Musculus uses the common language of the “husk” and “kernel” to describe the recollection of Christ in the supper. The faithful “chew the cud [ruminant] and renew in themselves Christ who dwells within them, and are fed and filled with his spirit.” In Plato’s Phaedrus Socrates describes those who have been captured by love (eros) as being taken outside of themselves through the recollection of the god which they imitate. For Musculus the love of Christ is rekindled in the hearts of the faithful when they recall his loving death and promise of future blessings because, “He that loves is more perfectly where he loves.”

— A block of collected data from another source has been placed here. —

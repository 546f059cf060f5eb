use serde::{Deserialize, Serialize};

#[derive(Debug, Serialize, Deserialize, Clone, PartialEq)]
#[serde(default)]
pub struct LLMConfig {
    pub base_url: String,
    pub model: String,
    #[serde(default, skip_serializing_if = "Option::is_none")]
    pub api_key: Option<String>,
    #[serde(default, skip_serializing_if = "Option::is_none")]
    pub max_tokens: Option<u32>,
    #[serde(default, skip_serializing_if = "Option::is_none")]
    pub temperature: Option<f32>,
}

impl Default for LLMConfig {
    fn default() -> Self {
        Self {
            base_url: "https://generativelanguage.googleapis.com/v1beta/models".to_string(),
            model: "gemini-3-flash-preview".to_string(),
            api_key: None,
            max_tokens: None,
            temperature: None,
        }
    }
}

In describing the “mystical supper” Musculus uses a variety of terms that were widely used by Medieval mystics. His use of mystical language (rapitur, absorbetur, translatus extra se, etc.), however, should not lead one to conclude that he held the body and the material world in disdain. Rather, Musculus was an avid reader of the Greek fathers – e.g., he refers to the Eucharist as synaxis in several places. Gregory of Nyssa used the phrase “sober inebriation” to describe the sort of disembodied exstasis of Christian experience. Just as the disciples at Pentecost were accused of drunkenness because of their reaction to an outpouring of the Holy Spirit yet were fully conscious and sober, so those who are united to Christ are simultaneously in the body and transferred to heaven all while maintaining an awareness of both realities. Those who participate in the Eucharist, for Musculus, do not lose their senses but transcend them by a sober awareness of themselves and Christ who is recalled out of the soul by faith and love after the hearing of the words of divine institution, Sursum corda (Lift up your hearts)!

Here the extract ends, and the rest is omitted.